15 Best Submarine Movies Of All Time Ranked
Submarines are inherently cinematic settings for thriller plots: the moody red bridge lighting, the surfaces are all dripping and reflective. Most of all, the submarine is a claustrophobic trap that ensures heightened tensions when things inevitably go wrong. It's hard to fathom piloting an underwater ship with no windows. The crews of military sub adventures, especially World War II action dramas, are floating blind, trapped in a marvel of analog engineering. A submarine's ears are its eyes, and only the haunting underwater echoes of acoustic pings can illuminate the way.
The stakes of submarine films are automatically life and death. There are no miracle crash landings under the crushing pressures of the ocean's depths, so when a leak springs in the hull, even the bitterest enemies must band together. It's a tidy little metaphor for human societies, so directors have been probing these waters for almost as long as filmmaking has existed. These are the 15 best submarine movies of all time ranked.

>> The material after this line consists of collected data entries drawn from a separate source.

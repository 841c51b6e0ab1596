use serde::{Deserialize, Serialize};
use std::path::PathBuf;
use std::time::Duration;

#[derive(Debug, Clone, Default, Serialize, Deserialize)]
pub struct AppConfig {
    #[serde(default)]
    pub general: GeneralConfig,
    #[serde(default)]
    pub sync: SyncConfig,
    #[serde(default)]
    pub session: SessionConfig,
    #[serde(default)]
    pub gateway: GatewayConfig,
    #[serde(default)]
    pub render: RenderConfig,
}

#[derive(Debug, Clone, Serialize, Deserialize)]
pub struct GeneralConfig {
    /// Data directory path
    #[serde(default = "default_data_dir")]
    pub data_dir: PathBuf,
    /// Log level
    #[serde(default = "default_log_level")]
    pub log_level: String,
}

impl Default for GeneralConfig {
    fn default() -> Self {
        Self {
            data_dir: default_data_dir(),
            log_level: default_log_level(),
        }
    }
}

#[derive(Debug, Clone, Serialize, Deserialize)]
pub struct SyncConfig {
    /// Interval between ingestion runs (0 disables the scheduler)
    #[serde(default = "default_refresh_interval")]
    pub refresh_interval_secs: u64,
    /// HTTP timeout for a single feed request
    #[serde(default = "default_timeout")]
    pub request_timeout_secs: u64,
    /// Optional HTTP/SOCKS proxy used for feed fetching
    #[serde(default)]
    pub proxy_url: Option<String>,
    /// Maximum number of feeds fetched at the same time within one run
    #[serde(default = "default_fetch_concurrency")]
    pub fetch_concurrency: usize,
    /// Deliver the existing items of a feed when it is first subscribed
    #[serde(default)]
    pub deliver_backlog: bool,
}

impl Default for SyncConfig {
    fn default() -> Self {
        Self {
            refresh_interval_secs: default_refresh_interval(),
            request_timeout_secs: default_timeout(),
            proxy_url: None,
            fetch_concurrency: default_fetch_concurrency(),
            deliver_backlog: false,
        }
    }
}

#[derive(Debug, Clone, Serialize, Deserialize)]
pub struct SessionConfig {
    /// How long a session waits for a selection or confirmation
    #[serde(default = "default_session_timeout")]
    pub timeout_secs: u64,
}

impl Default for SessionConfig {
    fn default() -> Self {
        Self {
            timeout_secs: default_session_timeout(),
        }
    }
}

impl SessionConfig {
    pub fn timeout(&self) -> Duration {
        Duration::from_secs(self.timeout_secs)
    }
}

#[derive(Debug, Clone, Serialize, Deserialize)]
pub struct GatewayConfig {
    /// Chat platform REST endpoint
    #[serde(default = "default_api_base_url")]
    pub api_base_url: String,
    /// Bot token; without it messages are only logged
    #[serde(default)]
    pub bot_token: Option<String>,
    /// Application id used to register slash commands
    #[serde(default)]
    pub application_id: Option<String>,
}

impl Default for GatewayConfig {
    fn default() -> Self {
        Self {
            api_base_url: default_api_base_url(),
            bot_token: None,
            application_id: None,
        }
    }
}

#[derive(Debug, Clone, Serialize, Deserialize)]
pub struct RenderConfig {
    /// Maximum characters per outgoing message
    #[serde(default = "default_message_budget")]
    pub message_budget: usize,
}

impl Default for RenderConfig {
    fn default() -> Self {
        Self {
            message_budget: default_message_budget(),
        }
    }
}

fn default_data_dir() -> PathBuf {
    dirs::data_local_dir()
        .unwrap_or_else(|| PathBuf::from("."))
        .join("epitome")
}

fn default_log_level() -> String {
    "info".to_string()
}

fn default_refresh_interval() -> u64 {
    3600 // hourly
}

fn default_timeout() -> u64 {
    30
}

fn default_fetch_concurrency() -> usize {
    4
}

fn default_session_timeout() -> u64 {
    60
}

fn default_api_base_url() -> String {
    "https://discord.com/api/v10".to_string()
}

fn default_message_budget() -> usize {
    crate::render::MESSAGE_BUDGET
}

/// Expand tilde (~) in path to user's home directory
fn expand_tilde(path: &std::path::Path) -> PathBuf {
    if let Some(path_str) = path.to_str() {
        if let Some(stripped) = path_str.strip_prefix("~/") {
            if let Some(home) = dirs::home_dir() {
                return home.join(stripped);
            }
        } else if path_str == "~" {
            if let Some(home) = dirs::home_dir() {
                return home;
            }
        }
    }
    path.to_path_buf()
}

impl AppConfig {
    /// Load configuration from file or return defaults
    pub fn load() -> crate::Result<Self> {
        let config_path = Self::config_path();

        if config_path.exists() {
            let content = std::fs::read_to_string(&config_path)?;
            Self::from_toml(&content)
        } else {
            Ok(Self::default())
        }
    }

    /// Parse configuration from TOML text
    pub fn from_toml(content: &str) -> crate::Result<Self> {
        toml::from_str(content).map_err(|e| crate::Error::Config(e.to_string()))
    }

    /// Save configuration to file
    pub fn save(&self) -> crate::Result<()> {
        let config_path = Self::config_path();

        if let Some(parent) = config_path.parent() {
            std::fs::create_dir_all(parent)?;
        }

        let content = toml::to_string_pretty(self)
            .map_err(|e| crate::Error::Config(e.to_string()))?;
        std::fs::write(&config_path, content)?;

        Ok(())
    }

    /// Always ~/.config/epitome/config.toml
    pub fn config_path() -> PathBuf {
        dirs::home_dir()
            .unwrap_or_else(|| PathBuf::from("."))
            .join(".config")
            .join("epitome")
            .join("config.toml")
    }

    pub fn database_path(&self) -> PathBuf {
        self.data_dir().join("epitome.db")
    }

    /// Get the Unix socket path for IPC
    pub fn socket_path(&self) -> PathBuf {
        self.data_dir().join("epitome.sock")
    }

    /// Get the data directory (with tilde expansion)
    pub fn data_dir(&self) -> PathBuf {
        expand_tilde(&self.general.data_dir)
    }
}

#[cfg(test)]
mod tests {
    use super::*;

    #[test]
    fn test_partial_file_keeps_defaults() {
        let config = AppConfig::from_toml(
            r#"
            [sync]
            refresh_interval_secs = 600

            [gateway]
            bot_token = "abc"
            "#,
        )
        .unwrap();

        assert_eq!(config.sync.refresh_interval_secs, 600);
        assert_eq!(config.sync.fetch_concurrency, 4);
        assert_eq!(config.session.timeout_secs, 60);
        assert_eq!(config.render.message_budget, 2000);
        assert_eq!(config.gateway.bot_token.as_deref(), Some("abc"));
    }

    #[test]
    fn test_invalid_toml_is_config_error() {
        let err = AppConfig::from_toml("sync = 3").unwrap_err();
        assert!(matches!(err, crate::Error::Config(_)));
    }
}
use std::sync::Arc;

use anyhow::Result;
use clap::{Parser, Subcommand};
use tracing_subscriber::{layer::SubscriberExt, util::SubscriberInitExt};
use uuid::Uuid;

use epitome_core::{storage::Database, AppConfig};

mod commands;

#[derive(Parser)]
#[command(name = "epitome")]
#[command(author, version, about = "Publish news feeds into chat channels")]
struct Cli {
    #[command(subcommand)]
    command: Commands,
}

#[derive(Subcommand)]
enum Commands {
    /// Background daemon running the scheduler and user sessions
    Daemon {
        #[command(subcommand)]
        action: DaemonAction,
    },
    /// Fetch every source once and publish new items
    Run,
    /// List followed sources
    List {
        /// Only show sources and filters of this channel
        #[arg(short, long)]
        channel: Option<String>,
    },
    /// Publish the slash-command schema to the chat platform
    RegisterCommands,
    /// Act as a chat user talking to the daemon
    Session {
        /// User issuing the command
        #[arg(short, long)]
        user: String,
        /// Channel the command is issued in
        #[arg(short, long)]
        channel: String,
        #[command(subcommand)]
        action: SessionAction,
    },
}

#[derive(Subcommand)]
enum DaemonAction {
    /// Start the background daemon
    Start,
    /// Stop the background daemon
    Stop,
    /// Check daemon status
    Status,
}

#[derive(Subcommand)]
pub enum SessionAction {
    /// Follow one or more feeds
    AddSource { urls: Vec<String> },
    /// Add keyword filters
    AddFilter { names: Vec<String> },
    /// Remove a source or a filter
    Delete { identifier: String },
    /// List sources and filters of the channel
    List,
    /// Cancel the procedure in progress
    Cancel,
    /// Show the help message
    Help,
    /// Press the confirm button
    Confirm {
        #[arg(short, long)]
        session: Uuid,
    },
    /// Press the cancel button
    Reject {
        #[arg(short, long)]
        session: Uuid,
    },
    /// Pick an entry from a selection menu
    Select {
        #[arg(short, long)]
        session: Uuid,
        index: usize,
    },
}

#[tokio::main]
async fn main() -> Result<()> {
    let cli = Cli::parse();

    let config = Arc::new(AppConfig::load()?);

    tracing_subscriber::registry()
        .with(tracing_subscriber::EnvFilter::new(
            std::env::var("RUST_LOG").unwrap_or_else(|_| config.general.log_level.clone()),
        ))
        .with(tracing_subscriber::fmt::layer().with_target(false))
        .init();

    match cli.command {
        Commands::Daemon { action } => match action {
            DaemonAction::Start => {
                let db = Database::new(&config).await?;
                commands::daemon::start(db, config).await
            }
            DaemonAction::Stop => commands::daemon::stop().await,
            DaemonAction::Status => commands::daemon::status(&config).await,
        },
        Commands::Run => commands::run::run(&config).await,
        Commands::List { channel } => {
            let db = Database::new(&config).await?;
            commands::list::run(&db, channel.as_deref()).await
        }
        Commands::RegisterCommands => commands::register_commands::run(&config).await,
        Commands::Session { user, channel, action } => {
            commands::session::run(&config, &user, &channel, action).await
        }
    }
}
#[cfg(test)]
mod tests {
    use super::*;
    use crate::pipeline::testing::StaticFeeds;
    use crate::publisher::testing::RecordingGateway;
    use crate::render::MESSAGE_BUDGET;

    const FEED: &str = "https://a.example/rss";

    /// Feeds that take a while to answer
    struct SlowFeeds {
        inner: StaticFeeds,
        delay: Duration,
    }

    #[async_trait::async_trait]
    impl FeedProvider for SlowFeeds {
        async fn fetch(&self, url: &str) -> Result<crate::feed::FetchedFeed> {
            tokio::time::sleep(self.delay).await;
            self.inner.fetch(url).await
        }
    }

    struct Harness {
        db: Database,
        gateway: Arc<RecordingGateway>,
        manager: SessionManager,
    }

    async fn harness(timeout: Duration) -> Harness {
        let db = Database::new_in_memory().await.unwrap();
        let feeds = Arc::new(StaticFeeds::default());
        feeds.set(FEED, Some("Alpha"), vec![]);
        feeds.set("https://b.example/rss", Some("Beta"), vec![]);
        let gateway = Arc::new(RecordingGateway::default());
        let publisher = Arc::new(Publisher::new(gateway.clone(), MESSAGE_BUDGET));
        let manager = SessionManager::new(db.clone(), feeds, publisher, SessionStore::new(), timeout);
        Harness { db, gateway, manager }
    }

    fn add_source(urls: &str) -> Command {
        Command::AddSource { urls: urls.to_string() }
    }

    fn session_id(reply: &SessionReply) -> Uuid {
        reply.session.as_ref().expect("live session").id
    }

    #[tokio::test]
    async fn test_add_source_confirmed() {
        let h = harness(Duration::from_secs(60)).await;

        let reply = h.manager.handle_command("u1", "chan", add_source(FEED)).await.unwrap();
        assert_eq!(reply.message.as_deref(), Some("add_source_confirm"));
        assert_eq!(reply.session.as_ref().unwrap().state, "confirming");
        assert!(h.gateway.contents_for("chan")[0].contains("Alpha"));

        let reply = h
            .manager
            .handle_interaction("u1", session_id(&reply), Interaction::Confirm)
            .await
            .unwrap();
        assert_eq!(reply.message.as_deref(), Some("sources_added"));
        assert!(reply.session.is_none());
        assert!(h.manager.store().is_empty().await);

        let source = SourceRepository::new(&h.db).find_by_url(FEED).await.unwrap().unwrap();
        assert_eq!(source.name, "Alpha");
        assert!(source.destinations.contains("chan"));
    }

    #[tokio::test]
    async fn test_unconfirmed_session_times_out_once() {
        let h = harness(Duration::from_millis(100)).await;

        let reply = h.manager.handle_command("u1", "chan", add_source(FEED)).await.unwrap();
        let id = session_id(&reply);

        tokio::time::sleep(Duration::from_millis(400)).await;
        assert!(h.manager.store().is_empty().await);

        // Too late now
        let late = h.manager.handle_interaction("u1", id, Interaction::Confirm).await.unwrap();
        assert!(late.ignored);

        assert_eq!(SourceRepository::new(&h.db).count().await.unwrap(), 0);
        let contents = h.gateway.contents_for("chan");
        assert_eq!(contents.len(), 2);
        assert_eq!(
            contents.iter().filter(|c| c.contains("Procedure expired")).count(),
            1
        );
    }

    #[tokio::test]
    async fn test_second_command_conflicts_and_cancel_ends_session() {
        let h = harness(Duration::from_secs(60)).await;
        h.manager
            .handle_command("u1", "chan", Command::AddFilter { names: "cat".to_string() })
            .await
            .unwrap();

        let err = h
            .manager
            .handle_command("u1", "chan", add_source(FEED))
            .await
            .unwrap_err();
        assert!(matches!(err, Error::Conflict(_)));
        assert_eq!(h.manager.store().get("u1").await.unwrap().command, "add-filter");

        // Help never conflicts
        let help = h.manager.handle_command("u1", "chan", Command::Help).await.unwrap();
        assert_eq!(help.message.as_deref(), Some("help"));

        let reply = h.manager.handle_command("u1", "chan", Command::Cancel).await.unwrap();
        assert_eq!(reply.message.as_deref(), Some("cancelled"));
        assert!(h.manager.store().is_empty().await);
        assert!(DestinationRepository::new(&h.db).get_filters("chan").await.unwrap().is_empty());

        let err = h.manager.handle_command("u1", "chan", Command::Cancel).await.unwrap_err();
        assert!(matches!(err, Error::NotFound(_)));
    }

    #[tokio::test]
    async fn test_other_users_cannot_drive_a_session() {
        let h = harness(Duration::from_secs(60)).await;
        let reply = h
            .manager
            .handle_command("u1", "chan", Command::AddFilter { names: "cat".to_string() })
            .await
            .unwrap();
        let id = session_id(&reply);

        let intruder = h.manager.handle_interaction("u2", id, Interaction::Confirm).await.unwrap();
        assert!(intruder.ignored);

        let stale = h
            .manager
            .handle_interaction("u1", Uuid::new_v4(), Interaction::Confirm)
            .await
            .unwrap();
        assert!(stale.ignored);

        assert_eq!(h.manager.store().get("u1").await.unwrap().state, "confirming");
    }

    #[tokio::test]
    async fn test_validation_failure_is_reported_once() {
        let h = harness(Duration::from_secs(60)).await;

        let reply = h
            .manager
            .handle_command("u1", "chan", add_source("ftp://nope.example"))
            .await
            .unwrap();
        assert_eq!(reply.message.as_deref(), Some("error"));
        assert!(reply.session.is_none());
        assert!(h.manager.store().is_empty().await);
        assert_eq!(h.gateway.contents_for("chan").len(), 1);
    }

    #[tokio::test]
    async fn test_delete_with_selection() {
        let h = harness(Duration::from_secs(60)).await;
        for (user, url) in [("u1", FEED), ("u1", "https://b.example/rss")] {
            let reply = h.manager.handle_command(user, "chan", add_source(url)).await.unwrap();
            h.manager
                .handle_interaction(user, session_id(&reply), Interaction::Confirm)
                .await
                .unwrap();
        }

        let reply = h
            .manager
            .handle_command("u1", "chan", Command::Delete { identifier: "example".to_string() })
            .await
            .unwrap();
        assert_eq!(reply.message.as_deref(), Some("delete_select"));
        let id = session_id(&reply);

        let reply = h.manager.handle_interaction("u1", id, Interaction::Select(1)).await.unwrap();
        assert_eq!(reply.message.as_deref(), Some("delete_confirm"));

        let reply = h.manager.handle_interaction("u1", id, Interaction::Confirm).await.unwrap();
        assert_eq!(reply.message.as_deref(), Some("deleted"));

        let remaining = SourceRepository::new(&h.db).list_for_destination("chan").await.unwrap();
        assert_eq!(remaining.len(), 1);
        assert_eq!(remaining[0].name, "Alpha");
    }

    #[tokio::test]
    async fn test_concurrent_users_add_same_url() {
        let h = harness(Duration::from_secs(60)).await;

        let (r1, r2) = tokio::join!(
            h.manager.handle_command("u1", "chan-1", add_source(FEED)),
            h.manager.handle_command("u2", "chan-2", add_source(FEED)),
        );
        let (id1, id2) = (session_id(&r1.unwrap()), session_id(&r2.unwrap()));

        let (c1, c2) = tokio::join!(
            h.manager.handle_interaction("u1", id1, Interaction::Confirm),
            h.manager.handle_interaction("u2", id2, Interaction::Confirm),
        );
        assert_eq!(c1.unwrap().message.as_deref(), Some("sources_added"));
        assert_eq!(c2.unwrap().message.as_deref(), Some("sources_added"));

        let sources = SourceRepository::new(&h.db).list_all().await.unwrap();
        assert_eq!(sources.len(), 1);
        assert!(sources[0].destinations.contains("chan-1"));
        assert!(sources[0].destinations.contains("chan-2"));
    }

    #[tokio::test]
    async fn test_list_shows_sources_and_filters() {
        let h = harness(Duration::from_secs(60)).await;
        let reply = h
            .manager
            .handle_command("u1", "chan", Command::AddFilter { names: "rust".to_string() })
            .await
            .unwrap();
        h.manager
            .handle_interaction("u1", session_id(&reply), Interaction::Confirm)
            .await
            .unwrap();

        let reply = h.manager.handle_command("u1", "chan", Command::List).await.unwrap();
        assert_eq!(reply.message.as_deref(), Some("list"));
        let listing = h.gateway.contents_for("chan").pop().unwrap();
        assert!(listing.contains("No source configured."));
        assert!(listing.contains("rust"));
    }

    #[tokio::test]
    async fn test_unanswered_selection_times_out_once() {
        let h = harness(Duration::from_millis(300)).await;
        for url in [FEED, "https://b.example/rss"] {
            let reply = h.manager.handle_command("u1", "chan", add_source(url)).await.unwrap();
            h.manager
                .handle_interaction("u1", session_id(&reply), Interaction::Confirm)
                .await
                .unwrap();
        }

        let reply = h
            .manager
            .handle_command("u1", "chan", Command::Delete { identifier: "example".to_string() })
            .await
            .unwrap();
        assert_eq!(reply.message.as_deref(), Some("delete_select"));
        assert_eq!(reply.session.as_ref().unwrap().state, "selecting");
        let id = session_id(&reply);

        tokio::time::sleep(Duration::from_millis(900)).await;
        assert!(h.manager.store().is_empty().await);

        let late = h.manager.handle_interaction("u1", id, Interaction::Select(0)).await.unwrap();
        assert!(late.ignored);

        let contents = h.gateway.contents_for("chan");
        assert!(contents.last().unwrap().contains("Procedure expired"));
        assert_eq!(
            contents.iter().filter(|c| c.contains("Procedure expired")).count(),
            1
        );
        assert_eq!(SourceRepository::new(&h.db).count().await.unwrap(), 2);
    }

    #[tokio::test]
    async fn test_cancel_while_collecting_discards_validation() {
        let db = Database::new_in_memory().await.unwrap();
        let inner = StaticFeeds::default();
        inner.set(FEED, Some("Alpha"), vec![]);
        let feeds = Arc::new(SlowFeeds { inner, delay: Duration::from_millis(300) });
        let gateway = Arc::new(RecordingGateway::default());
        let publisher = Arc::new(Publisher::new(gateway.clone(), MESSAGE_BUDGET));
        let manager = SessionManager::new(
            db.clone(),
            feeds,
            publisher,
            SessionStore::new(),
            Duration::from_secs(60),
        );

        let pending = tokio::spawn({
            let manager = manager.clone();
            async move { manager.handle_command("u1", "chan", add_source(FEED)).await }
        });

        // Wait until the session exists and is still validating
        tokio::time::timeout(Duration::from_secs(1), async {
            while manager.store().get("u1").await.is_none() {
                tokio::time::sleep(Duration::from_millis(5)).await;
            }
        })
        .await
        .expect("session started");
        assert_eq!(manager.store().get("u1").await.unwrap().state, "collecting");

        let cancelled = manager.handle_command("u1", "chan", Command::Cancel).await.unwrap();
        assert_eq!(cancelled.message.as_deref(), Some("cancelled"));

        let validated = pending.await.unwrap().unwrap();
        assert!(validated.ignored);
        assert!(manager.store().is_empty().await);

        let contents = gateway.contents_for("chan");
        assert_eq!(contents.len(), 1);
        assert!(contents[0].contains("Procedure cancelled"));
        assert_eq!(SourceRepository::new(&db).count().await.unwrap(), 0);
    }
}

15. The Life Aquatic with Steve Zissou (2004)
Your reaction to "The Life Aquatic with Steve Zissou" from 2004 will depend entirely on your tolerance for the boutique-storefront whimsy of Wes Anderson. Audiences and critics consider this Anderson's worst film, but for completists of the indie auteur, it's not a bad way to spend two hours. The writer-director brings all his usual tricks: the quick pans, the ironic wit, and of course, his unique attention to vivid vintage set designs and symmetrical cinematography.
Bill Murray plays the titular Zissou, a Jacques Cousteau kind of conservationist filmmaker but way more depressed. It's a standard Anderson effect, but the melancholy really sets in when a monstrous shark eats Zissou's partner. This incites the skipper and his ensemble crew of Wes regulars, like Owen Wilson and Willem Dafoe, to go on a deep-sea quest for revenge. It's hard to say if the eventual giant animated shark finale is even the most lyrical part of a film. It's all a bit like an abstract watercolor the artist just couldn't stop painting. And yet, in the right mood, it's all kinds of magical.
14. Below (2002)
It's a little embarrassing to put a movie like "Below" from 2002 on a list of the best anything, let alone a taut top 15. I'm not saying "Below" is actually better than a classic like 1943's "Destination Tokyo" starring Cary Grant. But the genre of contemporaneous WWII propaganda films is as dated as you'd expect. If you're hankering for an underwater thriller for movie night, the ghost plot of "Below" will be a much easier sell.
"Below" has plenty of cheese and no A-list stars. It was, however, co-written by indie-auteur superstar Darren Aronofsky ("Requiem for a Dream") and has some of the stylish director's moody quirks. It also looks fantastic thanks to cinematographer Ian Wilson of "The Crying Game" fame.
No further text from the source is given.